▶ [Exercise prompt] All lines from the entries below that contain the string "addr" should be copied out.

▶ [Saved data entries]
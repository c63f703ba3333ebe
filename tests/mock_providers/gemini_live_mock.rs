//! Gemini Live Mock Server
//!
//! Accepts WebSocket connections on a random local port, reads the setup
//! message and answers it according to [`SetupBehavior`]. Every accepted
//! connection is handed to the test as a [`MockLiveSession`], which sees the
//! client's JSON messages and can push server frames back.

use std::sync::Arc;
use std::time::Duration;

use futures_util::{SinkExt, StreamExt};
use serde_json::{Value, json};
use tokio::net::{TcpListener, TcpStream};
use tokio::sync::mpsc;
use tokio_tungstenite::accept_hdr_async;
use tokio_tungstenite::tungstenite::Message;
use tokio_tungstenite::tungstenite::handshake::server::{ErrorResponse, Request, Response};
use tokio_tungstenite::tungstenite::protocol::CloseFrame;
use tokio_tungstenite::tungstenite::protocol::frame::coding::CloseCode;

use super::MockStats;

const WAIT: Duration = Duration::from_secs(3);

/// How the server answers the setup message
#[derive(Debug, Clone, PartialEq)]
pub enum SetupBehavior {
    /// Reply with `{"setupComplete": {}}`
    Acknowledge,
    /// Send these frames first, then acknowledge
    AcknowledgeAfter(Vec<Value>),
    /// Never answer
    Silent,
    /// Close the socket with this reason instead of answering
    Reject(String),
}

/// Frames the test asks the server to write
enum Outbound {
    Json(Value),
    Close(String),
}

/// One accepted client connection
pub struct MockLiveSession {
    /// Request URI including the `key` query parameter
    pub uri: String,
    /// The client's setup message
    pub setup: Value,
    received: mpsc::UnboundedReceiver<Value>,
    outbound: mpsc::UnboundedSender<Outbound>,
}

impl MockLiveSession {
    /// Push a server message to the client.
    pub fn send(&self, message: Value) {
        let _ = self.outbound.send(Outbound::Json(message));
    }

    /// Close the socket with a reason.
    pub fn close(&self, reason: &str) {
        let _ = self.outbound.send(Outbound::Close(reason.to_string()));
    }

    /// Next client message of any kind.
    pub async fn next_message(&mut self) -> Option<Value> {
        tokio::time::timeout(WAIT, self.received.recv())
            .await
            .expect("timed out waiting for a client message")
    }

    /// Next client message carrying `key` at the top level, skipping others.
    pub async fn next_with(&mut self, key: &str) -> Value {
        loop {
            let message = self
                .next_message()
                .await
                .unwrap_or_else(|| panic!("connection ended before a `{key}` message"));
            if message.get(key).is_some() {
                return message;
            }
        }
    }

    /// Resolves once the client closed the connection.
    pub async fn wait_closed(&mut self) {
        let drain = async { while self.received.recv().await.is_some() {} };
        tokio::time::timeout(WAIT, drain)
            .await
            .expect("client did not close the connection");
    }
}

/// Local Gemini Live endpoint
pub struct GeminiLiveMock {
    pub url: String,
    pub stats: Arc<MockStats>,
    sessions: mpsc::UnboundedReceiver<MockLiveSession>,
}

impl GeminiLiveMock {
    /// Bind to 127.0.0.1 on a random port and start accepting.
    pub async fn start(behavior: SetupBehavior) -> Self {
        let listener = TcpListener::bind("127.0.0.1:0")
            .await
            .expect("bind mock server");
        let addr = listener.local_addr().expect("local addr");
        let stats = Arc::new(MockStats::default());
        let (sessions_tx, sessions) = mpsc::unbounded_channel();

        let accept_stats = stats.clone();
        tokio::spawn(async move {
            while let Ok((stream, _)) = listener.accept().await {
                accept_stats.record_connection();
                tokio::spawn(handle_connection(
                    stream,
                    behavior.clone(),
                    accept_stats.clone(),
                    sessions_tx.clone(),
                ));
            }
        });

        Self {
            url: format!("ws://{addr}/ws/live"),
            stats,
            sessions,
        }
    }

    /// Next connection whose setup message has been read.
    pub async fn next_session(&mut self) -> MockLiveSession {
        tokio::time::timeout(WAIT, self.sessions.recv())
            .await
            .expect("no client connected")
            .expect("mock server stopped")
    }
}

fn close_message(reason: &str) -> Message {
    Message::Close(Some(CloseFrame {
        code: CloseCode::Normal,
        reason: reason.to_string().into(),
    }))
}

fn text(value: &Value) -> Message {
    Message::Text(value.to_string().into())
}

fn parse(message: &Message) -> Option<Value> {
    match message {
        Message::Text(text) => serde_json::from_str(text.as_str()).ok(),
        Message::Binary(data) => serde_json::from_slice(data).ok(),
        _ => None,
    }
}

async fn handle_connection(
    stream: TcpStream,
    behavior: SetupBehavior,
    stats: Arc<MockStats>,
    sessions: mpsc::UnboundedSender<MockLiveSession>,
) -> Result<(), Box<dyn std::error::Error + Send + Sync>> {
    let mut uri = String::new();
    let ws_stream = accept_hdr_async(
        stream,
        |req: &Request, resp: Response| -> Result<Response, ErrorResponse> {
            uri = req.uri().to_string();
            Ok(resp)
        },
    )
    .await?;
    let (mut write, mut read) = ws_stream.split();

    // The first frame must be the setup message
    let setup = loop {
        match read.next().await {
            Some(Ok(message)) => {
                if let Some(value) = parse(&message) {
                    stats.record_received();
                    break value;
                }
            }
            _ => return Ok(()),
        }
    };

    match &behavior {
        SetupBehavior::Acknowledge => {
            write.send(text(&json!({"setupComplete": {}}))).await?;
        }
        SetupBehavior::AcknowledgeAfter(early) => {
            for frame in early {
                write.send(text(frame)).await?;
            }
            write.send(text(&json!({"setupComplete": {}}))).await?;
        }
        SetupBehavior::Silent => {}
        SetupBehavior::Reject(reason) => {
            write.send(close_message(reason)).await?;
            return Ok(());
        }
    }

    let (received_tx, received) = mpsc::unbounded_channel();
    let (outbound, mut outbound_rx) = mpsc::unbounded_channel();
    let _ = sessions.send(MockLiveSession {
        uri,
        setup,
        received,
        outbound,
    });

    loop {
        tokio::select! {
            incoming = read.next() => match incoming {
                Some(Ok(Message::Close(_))) | None | Some(Err(_)) => break,
                Some(Ok(message)) => {
                    if let Some(value) = parse(&message) {
                        stats.record_received();
                        let _ = received_tx.send(value);
                    }
                }
            },
            outgoing = outbound_rx.recv() => match outgoing {
                Some(Outbound::Json(value)) => {
                    write.send(text(&value)).await?;
                    stats.record_sent();
                }
                Some(Outbound::Close(reason)) => {
                    write.send(close_message(&reason)).await?;
                    break;
                }
                // test dropped the session; keep draining until the client leaves
                None => {
                    while let Some(Ok(message)) = read.next().await {
                        if matches!(message, Message::Close(_)) {
                            break;
                        }
                    }
                    break;
                }
            },
        }
    }

    Ok(())
}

▶ [Solution for this task]
        let addr = listener.local_addr().expect("local addr");
            url: format!("ws://{addr}/ws/live"),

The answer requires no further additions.